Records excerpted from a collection

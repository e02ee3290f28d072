//! Job Lifecycle Integration Tests
//!
//! Admission control, cancellation and timeout classification, driven through
//! the HTTP surface with a backend the test controls.

mod helpers;

use axum::http::StatusCode;
use helpers::*;
use karaoke_common::events::KaraokeEvent;
use karaoke_server::models::JobState;
use karaoke_server::services::backend::{SeparationBackend, SeparationError, SeparationRequest, StemPaths};
use std::sync::atomic::Ordering;
use std::sync::Arc;
use std::time::Duration;

async fn submit(app: &TestApp, filename: &str) -> String {
    let response = app.request(upload_request("/upload", filename, &short_song())).await;
    assert_eq!(response.status(), StatusCode::ACCEPTED);
    body_json(response).await["job_id"].as_str().unwrap().to_string()
}

#[tokio::test]
async fn full_queue_returns_503_and_removes_upload() {
    let backend = GatedBackend::closed();
    let (calls, gate) = backend.handles();
    let app = test_app_with(Arc::new(backend), |o| {
        o.workers = 1;
        o.queue_capacity = 1;
    })
    .await;

    let running = submit(&app, "one.wav").await;
    wait_for_calls(&calls, 1).await;
    let queued = submit(&app, "two.wav").await;

    let response = app.request(upload_request("/upload", "three.wav", &short_song())).await;
    let body = assert_error(response, StatusCode::SERVICE_UNAVAILABLE, "QUEUE_FULL").await;
    assert_eq!(body["retryable"], true);

    // Only the admitted uploads remain on disk
    let mut stored = app.stored_uploads();
    stored.sort();
    let mut expected = vec![
        format!("{}.wav", running.replace('-', "")),
        format!("{}.wav", queued.replace('-', "")),
    ];
    expected.sort();
    assert_eq!(stored, expected);

    let health = body_json(app.get("/health").await).await;
    assert_eq!(health["queue_depth"], 1);

    gate.add_permits(10);
    app.wait_for_state(&queued, JobState::Succeeded).await;
    app.shutdown().await;
}

#[tokio::test]
async fn cancelled_job_never_reaches_backend() {
    let backend = GatedBackend::closed();
    let (calls, gate) = backend.handles();
    let app = test_app_with(Arc::new(backend), |o| o.workers = 1).await;

    let running = submit(&app, "one.wav").await;
    wait_for_calls(&calls, 1).await;
    let pending = submit(&app, "two.wav").await;

    let response = app.post(&format!("/jobs/{}/cancel", pending)).await;
    assert_eq!(response.status(), StatusCode::OK);
    let body = body_json(response).await;
    assert_eq!(body["state"], "cancelled");
    assert!(!app
        .upload_root()
        .join(format!("{}.wav", pending.replace('-', "")))
        .exists());

    // Neither a cancelled nor a running job can be cancelled
    let response = app.post(&format!("/jobs/{}/cancel", pending)).await;
    assert_error(response, StatusCode::CONFLICT, "CONFLICT").await;
    let response = app.post(&format!("/jobs/{}/cancel", running)).await;
    assert_error(response, StatusCode::CONFLICT, "CONFLICT").await;

    gate.add_permits(10);
    app.wait_for_state(&running, JobState::Succeeded).await;

    // The worker has moved past the cancelled job once a later job completes
    let last = submit(&app, "three.wav").await;
    app.wait_for_state(&last, JobState::Succeeded).await;

    assert_eq!(calls.load(Ordering::SeqCst), 2);
    let status = body_json(app.get(&format!("/jobs/{}", pending)).await).await;
    assert_eq!(status["state"], "cancelled");
    assert!(status.get("locators").is_none());

    app.shutdown().await;
}

#[tokio::test]
async fn lifecycle_events_are_broadcast() {
    let app = test_app(|_| {}).await;
    let mut events = app.state.event_bus.subscribe();

    let job_id = submit(&app, "song.wav").await;
    app.wait_for_state(&job_id, JobState::Succeeded).await;

    let mut seen = Vec::new();
    while let Ok(event) = events.try_recv() {
        if event.job_id().to_string() == job_id {
            seen.push(event.event_type().to_string());
        }
    }
    assert_eq!(seen, vec!["JobQueued", "JobStarted", "JobSucceeded"]);

    app.shutdown().await;
}

/// Backend that only returns once it is cancelled
struct StalledBackend;

#[async_trait::async_trait]
impl SeparationBackend for StalledBackend {
    fn name(&self) -> &str {
        "htdemucs"
    }

    async fn separate(&self, request: &SeparationRequest) -> Result<StemPaths, SeparationError> {
        request.cancel.cancelled().await;
        Err(request.cancelled_error())
    }
}

#[tokio::test]
async fn timeout_is_reported_as_retryable() {
    let app = test_app_with(Arc::new(StalledBackend), |o| {
        o.job_timeout = Duration::from_millis(100);
    })
    .await;
    let mut events = app.state.event_bus.subscribe();

    let response = app
        .request(upload_request("/upload?wait=true", "song.wav", &short_song()))
        .await;
    let body = assert_error(response, StatusCode::SERVICE_UNAVAILABLE, "SEPARATION_UNAVAILABLE").await;
    assert_eq!(body["backend_code"], "TIMEOUT");
    assert_eq!(body["retryable"], true);

    let failed = loop {
        match events.recv().await.unwrap() {
            event @ KaraokeEvent::JobFailed { .. } => break event,
            _ => continue,
        }
    };
    assert!(matches!(
        failed,
        KaraokeEvent::JobFailed { ref error_code, retryable: true, .. } if error_code == "TIMEOUT"
    ));

    app.shutdown().await;
}

#[tokio::test]
async fn rejected_same_name_upload_keeps_legacy_input() {
    let backend = GatedBackend::closed();
    let (calls, gate) = backend.handles();
    let app = test_app_with(Arc::new(backend), |o| {
        o.isolate_jobs = false;
        o.workers = 1;
        o.queue_capacity = 1;
    })
    .await;

    let original = short_song();
    let running = submit(&app, "blocker.wav").await;
    wait_for_calls(&calls, 1).await;
    let pending = submit(&app, "song.wav").await;
    let stored = app.upload_root().join("song.wav");
    assert_eq!(std::fs::read(&stored).unwrap(), original);

    // Wrong content type under the same name
    let response = app
        .request(upload_request("/upload", "song.wav", b"%PDF-1.7\nnot audio at all"))
        .await;
    assert_error(response, StatusCode::UNSUPPORTED_MEDIA_TYPE, "UNSUPPORTED_MEDIA").await;

    // Valid audio under the same name, refused by admission control
    let mut other = short_song();
    other.extend_from_slice(&[0u8; 64]);
    let response = app.request(upload_request("/upload", "song.wav", &other)).await;
    assert_error(response, StatusCode::SERVICE_UNAVAILABLE, "QUEUE_FULL").await;

    assert_eq!(std::fs::read(&stored).unwrap(), original);
    let mut uploads = app.stored_uploads();
    uploads.sort();
    assert_eq!(uploads, vec!["blocker.wav".to_string(), "song.wav".to_string()]);

    gate.add_permits(10);
    app.wait_for_state(&running, JobState::Succeeded).await;
    let status = app.wait_for_state(&pending, JobState::Succeeded).await;
    assert_eq!(status["locators"]["vocals"], "htdemucs/song/vocals.wav");
    assert_eq!(
        std::fs::read(app.output_root().join("htdemucs/song/vocals.wav")).unwrap(),
        original
    );

    app.shutdown().await;
}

● **Aim of the exercise**: Repeat every line of the records above exactly.

● **Response box**:
repository e02ee3290f28d072
//! Job Lifecycle Integration Tests
//!
//! Admission control, cancellation and timeout classification, driven through
//! the HTTP surface with a backend the test controls.

mod helpers;

use axum::http::StatusCode;
use helpers::*;
use karaoke_common::events::KaraokeEvent;
use karaoke_server::models::JobState;
use karaoke_server::services::backend::{SeparationBackend, SeparationError, SeparationRequest, StemPaths};
use std::sync::atomic::Ordering;
use std::sync::Arc;
use std::time::Duration;

async fn submit(app: &TestApp, filename: &str) -> String {
    let response = app.request(upload_request("/upload", filename, &short_song())).await;
    assert_eq!(response.status(), StatusCode::ACCEPTED);
    body_json(response).await["job_id"].as_str().unwrap().to_string()
}

#[tokio::test]
async fn full_queue_returns_503_and_removes_upload() {
    let backend = GatedBackend::closed();
    let (calls, gate) = backend.handles();
    let app = test_app_with(Arc::new(backend), |o| {
        o.workers = 1;
        o.queue_capacity = 1;
    })
    .await;

    let running = submit(&app, "one.wav").await;
    wait_for_calls(&calls, 1).await;
    let queued = submit(&app, "two.wav").await;

    let response = app.request(upload_request("/upload", "three.wav", &short_song())).await;
    let body = assert_error(response, StatusCode::SERVICE_UNAVAILABLE, "QUEUE_FULL").await;
    assert_eq!(body["retryable"], true);

    // Only the admitted uploads remain on disk
    let mut stored = app.stored_uploads();
    stored.sort();
    let mut expected = vec![
        format!("{}.wav", running.replace('-', "")),
        format!("{}.wav", queued.replace('-', "")),
    ];
    expected.sort();
    assert_eq!(stored, expected);

    let health = body_json(app.get("/health").await).await;
    assert_eq!(health["queue_depth"], 1);

    gate.add_permits(10);
    app.wait_for_state(&queued, JobState::Succeeded).await;
    app.shutdown().await;
}

#[tokio::test]
async fn cancelled_job_never_reaches_backend() {
    let backend = GatedBackend::closed();
    let (calls, gate) = backend.handles();
    let app = test_app_with(Arc::new(backend), |o| o.workers = 1).await;

    let running = submit(&app, "one.wav").await;
    wait_for_calls(&calls, 1).await;
    let pending = submit(&app, "two.wav").await;

    let response = app.post(&format!("/jobs/{}/cancel", pending)).await;
    assert_eq!(response.status(), StatusCode::OK);
    let body = body_json(response).await;
    assert_eq!(body["state"], "cancelled");
    assert!(!app
        .upload_root()
        .join(format!("{}.wav", pending.replace('-', "")))
        .exists());

    // Neither a cancelled nor a running job can be cancelled
    let response = app.post(&format!("/jobs/{}/cancel", pending)).await;
    assert_error(response, StatusCode::CONFLICT, "CONFLICT").await;
    let response = app.post(&format!("/jobs/{}/cancel", running)).await;
    assert_error(response, StatusCode::CONFLICT, "CONFLICT").await;

    gate.add_permits(10);
    app.wait_for_state(&running, JobState::Succeeded).await;

    // The worker has moved past the cancelled job once a later job completes
    let last = submit(&app, "three.wav").await;
    app.wait_for_state(&last, JobState::Succeeded).await;

    assert_eq!(calls.load(Ordering::SeqCst), 2);
    let status = body_json(app.get(&format!("/jobs/{}", pending)).await).await;
    assert_eq!(status["state"], "cancelled");
    assert!(status.get("locators").is_none());

    app.shutdown().await;
}

#[tokio::test]
async fn lifecycle_events_are_broadcast() {
    let app = test_app(|_| {}).await;
    let mut events = app.state.event_bus.subscribe();

    let job_id = submit(&app, "song.wav").await;
    app.wait_for_state(&job_id, JobState::Succeeded).await;

    let mut seen = Vec::new();
    while let Ok(event) = events.try_recv() {
        if event.job_id().to_string() == job_id {
            seen.push(event.event_type().to_string());
        }
    }
    assert_eq!(seen, vec!["JobQueued", "JobStarted", "JobSucceeded"]);

    app.shutdown().await;
}

/// Backend that only returns once it is cancelled
struct StalledBackend;

#[async_trait::async_trait]
impl SeparationBackend for StalledBackend {
    fn name(&self) -> &str {
        "htdemucs"
    }

    async fn separate(&self, request: &SeparationRequest) -> Result<StemPaths, SeparationError> {
        request.cancel.cancelled().await;
        Err(request.cancelled_error())
    }
}

#[tokio::test]
async fn timeout_is_reported_as_retryable() {
    let app = test_app_with(Arc::new(StalledBackend), |o| {
        o.job_timeout = Duration::from_millis(100);
    })
    .await;
    let mut events = app.state.event_bus.subscribe();

    let response = app
        .request(upload_request("/upload?wait=true", "song.wav", &short_song()))
        .await;
    let body = assert_error(response, StatusCode::SERVICE_UNAVAILABLE, "SEPARATION_UNAVAILABLE").await;
    assert_eq!(body["backend_code"], "TIMEOUT");
    assert_eq!(body["retryable"], true);

    let failed = loop {
        match events.recv().await.unwrap() {
            event @ KaraokeEvent::JobFailed { .. } => break event,
            _ => continue,
        }
    };
    assert!(matches!(
        failed,
        KaraokeEvent::JobFailed { ref error_code, retryable: true, .. } if error_code == "TIMEOUT"
    ));

    app.shutdown().await;
}

#[tokio::test]
async fn rejected_same_name_upload_keeps_legacy_input() {
    let backend = GatedBackend::closed();
    let (calls, gate) = backend.handles();
    let app = test_app_with(Arc::new(backend), |o| {
        o.isolate_jobs = false;
        o.workers = 1;
        o.queue_capacity = 1;
    })
    .await;

    let original = short_song();
    let running = submit(&app, "blocker.wav").await;
    wait_for_calls(&calls, 1).await;
    let pending = submit(&app, "song.wav").await;
    let stored = app.upload_root().join("song.wav");
    assert_eq!(std::fs::read(&stored).unwrap(), original);

    // Wrong content type under the same name
    let response = app
        .request(upload_request("/upload", "song.wav", b"%PDF-1.7\nnot audio at all"))
        .await;
    assert_error(response, StatusCode::UNSUPPORTED_MEDIA_TYPE, "UNSUPPORTED_MEDIA").await;

    // Valid audio under the same name, refused by admission control
    let mut other = short_song();
    other.extend_from_slice(&[0u8; 64]);
    let response = app.request(upload_request("/upload", "song.wav", &other)).await;
    assert_error(response, StatusCode::SERVICE_UNAVAILABLE, "QUEUE_FULL").await;

    assert_eq!(std::fs::read(&stored).unwrap(), original);
    let mut uploads = app.stored_uploads();
    uploads.sort();
    assert_eq!(uploads, vec!["blocker.wav".to_string(), "song.wav".to_string()]);

    gate.add_permits(10);
    app.wait_for_state(&running, JobState::Succeeded).await;
    let status = app.wait_for_state(&pending, JobState::Succeeded).await;
    assert_eq!(status["locators"]["vocals"], "htdemucs/song/vocals.wav");
    assert_eq!(
        std::fs::read(app.output_root().join("htdemucs/song/vocals.wav")).unwrap(),
        original
    );

    app.shutdown().await;
}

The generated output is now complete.